Common problem list deficiencies include simple omission, incorrect conclusions based on inaccurate or misunderstood data, premature closure, and inadequate synthesis.4 Recent studies have shed light on the frequency of deficient problem lists in medical records. A meta-analysis of 73 studies on the adequacy of hospital discharge summaries, published between 1970 and 2005, found that a median of 17.5% of summaries failed to identify a main diagnosis, while a median of 28% omitted secondary diagnoses.5 A survey of primary physicians' satisfaction with an academic medical center's discharge summaries found that 68% of physicians were dissatisfied with the quality of the summaries, of which they judged discharge diagnoses to be a key ingredient.6

Electronic medical records provide further evidence of the prevalence of deficient problem lists. Although the spread of electronic medical records has facilitated efficient patient care, epidemiologic research, and quality improvement efforts, the quality of an electronic database can be only as robust as the precision and consistency of its diagnostic terms.7 By demanding precise language, the electronic record may promote higher-quality problem lists and help expose deficiencies, provided it does not force unjustified conclusions. A recent study8 exposed the frequency of incomplete problem lists on an academic inpatient service by examining the use of prompts triggered by electronic orders for medications with unique indications for which no appropriate corresponding diagnosis was recorded. For six common medical diagnoses, during a two-month period, prompts were triggered by more than 1,000 problem list omissions, nearly all of which were confirmed by independent review.

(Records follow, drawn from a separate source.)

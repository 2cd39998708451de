use serde::ser::SerializeStruct;
use serde::{Deserialize, Deserializer, Serialize, Serializer};

/// Anything the packer can put in a box. Dimensions are in millimeters,
/// weight in grams.
pub trait Item {
    fn width(&self) -> u32;
    fn height(&self) -> u32;
    fn depth(&self) -> u32;
    fn weight(&self) -> u32;

    fn volume(&self) -> u64 {
        self.width() as u64 * self.height() as u64 * self.depth() as u64
    }
}

/// A named shippable unit, as accepted by the CLI and the HTTP service.
#[derive(Debug, Clone, PartialEq, Eq, Deserialize, Serialize)]
pub struct Parcel {
    #[serde(default, skip_serializing_if = "String::is_empty")]
    pub name: String,
    #[serde(deserialize_with = "deserialize_u32_from_number")]
    pub width: u32,
    #[serde(deserialize_with = "deserialize_u32_from_number")]
    pub height: u32,
    #[serde(deserialize_with = "deserialize_u32_from_number")]
    pub depth: u32,
    #[serde(default, deserialize_with = "deserialize_u32_from_number")]
    pub weight: u32,
}

impl Parcel {
    pub fn new(width: u32, height: u32, depth: u32, weight: u32) -> Self {
        Self {
            name: String::new(),
            width,
            height,
            depth,
            weight,
        }
    }

    pub fn with_name(mut self, name: impl Into<String>) -> Self {
        self.name = name.into();
        self
    }
}

impl Item for Parcel {
    fn width(&self) -> u32 {
        self.width
    }

    fn height(&self) -> u32 {
        self.height
    }

    fn depth(&self) -> u32 {
        self.depth
    }

    fn weight(&self) -> u32 {
        self.weight
    }
}

impl std::fmt::Display for Parcel {
    fn fmt(&self, f: &mut std::fmt::Formatter<'_>) -> std::fmt::Result {
        if !self.name.is_empty() {
            write!(f, "{} ", self.name)?;
        }
        write!(f, "{}x{}x{}", self.width, self.height, self.depth)
    }
}

/// One of the fixed standard boxes.
#[derive(Debug, Clone, Copy, PartialEq, Eq, Serialize)]
pub struct BoxTemplate {
    pub name: &'static str,
    pub width: u32,
    pub height: u32,
    pub depth: u32,
    /// Weight of the empty box itself, not a load limit.
    pub weight: u32,
}

impl BoxTemplate {
    pub fn volume(&self) -> u64 {
        self.width as u64 * self.height as u64 * self.depth as u64
    }

    pub fn is_valid(&self) -> bool {
        self.volume() != 0
    }

    pub fn dimensions(&self) -> [u32; 3] {
        [self.width, self.height, self.depth]
    }
}

impl std::fmt::Display for BoxTemplate {
    fn fmt(&self, f: &mut std::fmt::Formatter<'_>) -> std::fmt::Result {
        write!(
            f,
            "{} {}x{}x{}",
            self.name, self.width, self.height, self.depth
        )
    }
}

/// Axis-aligned orientation of an item. Each variant names which item
/// dimension lands on the box's width, height and depth axes. The declaration
/// order is the order placement tries them in.
#[derive(Debug, Clone, Copy, PartialEq, Eq, Hash, Serialize)]
pub enum Rotation {
    #[serde(rename = "RT1")]
    Whd,
    #[serde(rename = "RT2")]
    Hwd,
    #[serde(rename = "RT3")]
    Hdw,
    #[serde(rename = "RT4")]
    Dhw,
    #[serde(rename = "RT5")]
    Dwh,
    #[serde(rename = "RT6")]
    Wdh,
}

impl Rotation {
    pub const ALL: [Rotation; 6] = [
        Rotation::Whd,
        Rotation::Hwd,
        Rotation::Hdw,
        Rotation::Dhw,
        Rotation::Dwh,
        Rotation::Wdh,
    ];

    pub fn code(self) -> &'static str {
        match self {
            Rotation::Whd => "RT1",
            Rotation::Hwd => "RT2",
            Rotation::Hdw => "RT3",
            Rotation::Dhw => "RT4",
            Rotation::Dwh => "RT5",
            Rotation::Wdh => "RT6",
        }
    }
}

impl std::fmt::Display for Rotation {
    fn fmt(&self, f: &mut std::fmt::Formatter<'_>) -> std::fmt::Result {
        f.write_str(self.code())
    }
}

/// An item seated in a box at `position` (mm from the box origin).
#[derive(Debug)]
pub struct BoxItem<'a, I> {
    pub item: &'a I,
    pub position: [u32; 3],
    pub rotation: Rotation,
}

impl<I> Clone for BoxItem<'_, I> {
    fn clone(&self) -> Self {
        *self
    }
}

impl<I> Copy for BoxItem<'_, I> {}

impl<I: Item> BoxItem<'_, I> {
    /// Extents along the box axes under this item's rotation.
    pub fn dimensions(&self) -> [u32; 3] {
        self.rotation.dimensions(self.item)
    }

    pub fn volume(&self) -> u64 {
        self.item.volume()
    }

    /// Corner reached by stepping past this item along `axis`, keeping the
    /// other two coordinates.
    pub fn anchor_along(&self, axis: usize) -> [u32; 3] {
        let mut anchor = self.position;
        anchor[axis] += self.dimensions()[axis];
        anchor
    }
}

/// A catalog box being filled, or a finished one in a packing result.
#[derive(Debug)]
pub struct PackedBox<'a, I> {
    pub template: BoxTemplate,
    pub items: Vec<BoxItem<'a, I>>,
}

impl<'a, I: Item> PackedBox<'a, I> {
    pub fn new(template: BoxTemplate) -> Self {
        Self {
            template,
            items: Vec::new(),
        }
    }

    pub fn is_empty(&self) -> bool {
        self.items.is_empty()
    }

    pub fn volume(&self) -> u64 {
        self.template.volume()
    }

    pub fn used_volume(&self) -> u64 {
        self.items.iter().map(|bi| bi.volume()).sum()
    }

    pub fn fill_percent(&self) -> f64 {
        let volume = self.volume();
        if volume == 0 {
            return 0.0;
        }
        self.used_volume() as f64 / volume as f64 * 100.0
    }

    /// Gross weight: the empty box plus everything in it.
    pub fn total_weight(&self) -> u64 {
        self.template.weight as u64
            + self
                .items
                .iter()
                .map(|bi| bi.item.weight() as u64)
                .sum::<u64>()
    }

    pub(crate) fn contents(&self) -> Vec<&'a I> {
        self.items.iter().map(|bi| bi.item).collect()
    }
}

impl<I: Item + Serialize> Serialize for BoxItem<'_, I> {
    fn serialize<S: Serializer>(&self, serializer: S) -> Result<S::Ok, S::Error> {
        let mut s = serializer.serialize_struct("BoxItem", 4)?;
        s.serialize_field("item", self.item)?;
        s.serialize_field("position", &self.position)?;
        s.serialize_field("rotation", &self.rotation)?;
        s.serialize_field("dimensions", &self.dimensions())?;
        s.end()
    }
}

impl<I: Item + Serialize> Serialize for PackedBox<'_, I> {
    fn serialize<S: Serializer>(&self, serializer: S) -> Result<S::Ok, S::Error> {
        let mut s = serializer.serialize_struct("PackedBox", 8)?;
        s.serialize_field("name", self.template.name)?;
        s.serialize_field("width", &self.template.width)?;
        s.serialize_field("height", &self.template.height)?;
        s.serialize_field("depth", &self.template.depth)?;
        s.serialize_field("weight", &self.template.weight)?;
        s.serialize_field("gross_weight", &self.total_weight())?;
        s.serialize_field("fill_percent", &self.fill_percent())?;
        s.serialize_field("items", &self.items)?;
        s.end()
    }
}

/// Accepts any JSON number with an integral value in `u32` range, so that
/// clients sending `100.0` are not rejected.
pub fn deserialize_u32_from_number<'de, D>(deserializer: D) -> Result<u32, D::Error>
where
    D: Deserializer<'de>,
{
    let value = f64::deserialize(deserializer)?;
    if value.fract() != 0.0 || value < 0.0 || value > u32::MAX as f64 {
        return Err(serde::de::Error::custom(format!(
            "expected a non-negative integer, got {value}"
        )));
    }
    Ok(value as u32)
}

The aforementioned studies, two of which were conducted entirely in academic settings, demonstrate a high prevalence of deficient problem lists in the medical record. I suggest that the widespread use of organ-system-based documentation may be one factor contributing to incorrect or incomplete formulation of problem lists; at the least, it reflects a tolerance for imprecise language that is detrimental to rigorous diagnostic thinking.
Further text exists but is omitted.